#### Extracted material

// SPDX-License-Identifier: MPL-2.0

//! End-to-end tests of the capture session on the simulated driver

use depth_bridge::backends::driver::simulated::{
    DriverOp, SimulatedCamera, SimulatedHandle, SimulatedManager,
};
use depth_bridge::backends::driver::{CameraStatus, DepthPoint, DeviceDescriptor, ExposureMode};
use depth_bridge::backends::host::{HostRuntime, InProcessRuntime};
use depth_bridge::constants;
use depth_bridge::{
    BridgeConfig, BridgeError, CaptureSession, DeliveryMode, OverflowPolicy, SessionState,
};
use std::sync::mpsc;
use std::sync::{Arc, Mutex};
use std::thread;

const FD: i32 = 7;

struct Rig {
    session: CaptureSession,
    camera: SimulatedHandle,
    runtime: Arc<InProcessRuntime>,
}

fn rig_with(runtime: InProcessRuntime, config: BridgeConfig) -> Rig {
    let manager = Arc::new(SimulatedManager::single(FD));
    let camera = manager.first_handle().unwrap();
    let runtime = Arc::new(runtime);
    let session = CaptureSession::new(manager, runtime.clone(), config).unwrap();
    Rig {
        session,
        camera,
        runtime,
    }
}

fn rig() -> Rig {
    rig_with(InProcessRuntime::accept_all(), BridgeConfig::default())
}

fn descriptor() -> DeviceDescriptor {
    DeviceDescriptor::from_fd(FD)
}

fn frame(n: usize, value: f32) -> Vec<DepthPoint> {
    (0..n)
        .map(|i| DepthPoint::new(value, value + i as f32, 1.0))
        .collect()
}

#[test]
fn test_open_selects_use_case_for_rate() {
    let mut rig = rig();
    rig.session.open(&descriptor(), 10).unwrap();

    assert_eq!(rig.session.state(), SessionState::Opened);
    assert_eq!(rig.camera.use_case().as_deref(), Some("MODE_9_10FPS_1000"));
    assert_eq!(rig.camera.exposure_mode(), ExposureMode::Manual);
    assert!(rig.camera.has_listener());

    let views = rig.runtime.exposed_views();
    assert_eq!(views.len(), 1);
    assert_eq!(views[0].len(), constants::MAX_DATA_SIZE);
}

#[test]
fn test_open_with_unsupported_rate_changes_nothing() {
    let mut rig = rig();
    let err = rig.session.open(&descriptor(), 7).unwrap_err();

    assert_eq!(err, BridgeError::UnsupportedFrameRate(7));
    assert_eq!(rig.session.state(), SessionState::Closed);
    assert!(!rig.camera.is_initialized());
    assert!(!rig.camera.has_listener());
    assert!(rig.runtime.exposed_views().is_empty());

    // Still usable afterwards
    rig.session.open(&descriptor(), 15).unwrap();
    assert_eq!(rig.camera.use_case().as_deref(), Some("MODE_9_15FPS_700"));
}

#[test]
fn test_open_requires_exactly_one_camera() {
    let runtime: Arc<dyn HostRuntime> = Arc::new(InProcessRuntime::accept_all());

    let empty = Arc::new(SimulatedManager::new(Vec::new()));
    let mut session = CaptureSession::new(empty, runtime.clone(), BridgeConfig::default()).unwrap();
    assert_eq!(session.open(&descriptor(), 5), Err(BridgeError::NoDevice));

    let two = Arc::new(SimulatedManager::new(vec![
        SimulatedCamera::new("a", FD),
        SimulatedCamera::new("b", FD),
    ]));
    let mut session = CaptureSession::new(two, runtime, BridgeConfig::default()).unwrap();
    assert_eq!(session.open(&descriptor(), 5), Err(BridgeError::AmbiguousDevice(2)));
    assert_eq!(session.state(), SessionState::Closed);
}

#[test]
fn test_open_fails_when_use_case_missing() {
    let manager = Arc::new(SimulatedManager::new(vec![
        SimulatedCamera::new("narrow", FD).with_use_cases(&["MODE_9_5FPS_2000"]),
    ]));
    let runtime = Arc::new(InProcessRuntime::accept_all());
    let mut session = CaptureSession::new(manager, runtime, BridgeConfig::default()).unwrap();

    assert_eq!(
        session.open(&descriptor(), 10),
        Err(BridgeError::UseCaseNotFound("MODE_9_10FPS_1000".to_string()))
    );
    assert_eq!(session.state(), SessionState::Closed);
}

########

If a line of the data above contains "default", copy it out.

    rig_with(InProcessRuntime::accept_all(), BridgeConfig::default())
    let mut session = CaptureSession::new(empty, runtime.clone(), BridgeConfig::default()).unwrap();
    let mut session = CaptureSession::new(two, runtime, BridgeConfig::default()).unwrap();
    let mut session = CaptureSession::new(manager, runtime, BridgeConfig::default()).unwrap();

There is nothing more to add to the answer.